◆ **What you will do**
Retype the records in full, keeping each character as it is.

◆ **Dataset**
------------------------------------------------------------------------

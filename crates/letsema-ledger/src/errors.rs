//! Error types for the central ledger subsystem.
//!
//! [`LedgerError`] is the primary error type returned by all ledger
//! operations. It provides specific variants for common failure modes while
//! keeping the surface area small enough for exhaustive pattern matching.

use thiserror::Error;

/// Errors that can occur during ledger operations.
#[derive(Debug, Error)]
pub enum LedgerError {
    /// `SQLite` database error.
    #[error("sqlite error: {0}")]
    Sqlite(#[from] rusqlite::Error),

    /// Connection pool error.
    #[error("connection pool error: {0}")]
    Pool(#[from] r2d2::Error),

    /// JSON serialization/deserialization error.
    #[error("serde error: {0}")]
    Serde(#[from] serde_json::Error),

    /// Schema migration failed.
    #[error("migration error: {message}")]
    Migration {
        /// Describes which migration failed and why.
        message: String,
    },

    /// Requested borrower was not found.
    #[error("borrower not found: {0}")]
    BorrowerNotFound(String),

    /// Requested institution was not found.
    #[error("institution not found: {0}")]
    InstitutionNotFound(String),

    /// Requested loan application was not found.
    #[error("loan not found: {0}")]
    LoanNotFound(String),

    /// The institution has no cluster designator assigned. Loans cannot be
    /// saved against it and federation cannot be routed. Configuration
    /// problem — never retried.
    #[error("institution {institution} has no cluster assigned")]
    MissingCluster {
        /// The offending institution id.
        institution: String,
    },

    /// Business-rule violation, rejected before any side effect.
    #[error("validation error: {0}")]
    Validation(String),
}

/// Convenience type alias for ledger results.
pub type Result<T> = std::result::Result<T, LedgerError>;

// ─────────────────────────────────────────────────────────────────────────────
// Tests
// ─────────────────────────────────────────────────────────────────────────────

#[cfg(test)]
mod tests {
    use super::*;

    #[test]
    fn sqlite_error_display() {
        let err = LedgerError::Sqlite(rusqlite::Error::QueryReturnedNoRows);
        assert!(err.to_string().contains("sqlite error"));
    }

    #[test]
    fn missing_cluster_display() {
        let err = LedgerError::MissingCluster {
            institution: "mfi_123".into(),
        };
        assert_eq!(err.to_string(), "institution mfi_123 has no cluster assigned");
    }

    #[test]
    fn validation_display() {
        let err = LedgerError::Validation("decision must be APPROVED or REJECTED".into());
        assert!(err.to_string().starts_with("validation error"));
    }

    #[test]
    fn from_rusqlite_error() {
        let err: LedgerError = rusqlite::Error::QueryReturnedNoRows.into();
        assert!(matches!(err, LedgerError::Sqlite(_)));
    }
}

------------------------------------------------------------------------

◆ **Answer for the task**
filename crates/letsema-ledger/src/errors.rs
//! Error types for the central ledger subsystem.
//!
//! [`LedgerError`] is the primary error type returned by all ledger
//! operations. It provides specific variants for common failure modes while
//! keeping the surface area small enough for exhaustive pattern matching.

use thiserror::Error;

/// Errors that can occur during ledger operations.
#[derive(Debug, Error)]
pub enum LedgerError {
    /// `SQLite` database error.
    #[error("sqlite error: {0}")]
    Sqlite(#[from] rusqlite::Error),

    /// Connection pool error.
    #[error("connection pool error: {0}")]
    Pool(#[from] r2d2::Error),

    /// JSON serialization/deserialization error.
    #[error("serde error: {0}")]
    Serde(#[from] serde_json::Error),

    /// Schema migration failed.
    #[error("migration error: {message}")]
    Migration {
        /// Describes which migration failed and why.
        message: String,
    },

    /// Requested borrower was not found.
    #[error("borrower not found: {0}")]
    BorrowerNotFound(String),

    /// Requested institution was not found.
    #[error("institution not found: {0}")]
    InstitutionNotFound(String),

    /// Requested loan application was not found.
    #[error("loan not found: {0}")]
    LoanNotFound(String),

    /// The institution has no cluster designator assigned. Loans cannot be
    /// saved against it and federation cannot be routed. Configuration
    /// problem — never retried.
    #[error("institution {institution} has no cluster assigned")]
    MissingCluster {
        /// The offending institution id.
        institution: String,
    },

    /// Business-rule violation, rejected before any side effect.
    #[error("validation error: {0}")]
    Validation(String),
}

/// Convenience type alias for ledger results.
pub type Result<T> = std::result::Result<T, LedgerError>;

// ─────────────────────────────────────────────────────────────────────────────
// Tests
// ─────────────────────────────────────────────────────────────────────────────

#[cfg(test)]
mod tests {
    use super::*;

    #[test]
    fn sqlite_error_display() {
        let err = LedgerError::Sqlite(rusqlite::Error::QueryReturnedNoRows);
        assert!(err.to_string().contains("sqlite error"));
    }

    #[test]
    fn missing_cluster_display() {
        let err = LedgerError::MissingCluster {
            institution: "mfi_123".into(),
        };
        assert_eq!(err.to_string(), "institution mfi_123 has no cluster assigned");
    }

    #[test]
    fn validation_display() {
        let err = LedgerError::Validation("decision must be APPROVED or REJECTED".into());
        assert!(err.to_string().starts_with("validation error"));
    }

    #[test]
    fn from_rusqlite_error() {
        let err: LedgerError = rusqlite::Error::QueryReturnedNoRows.into();
        assert!(matches!(err, LedgerError::Sqlite(_)));
    }
}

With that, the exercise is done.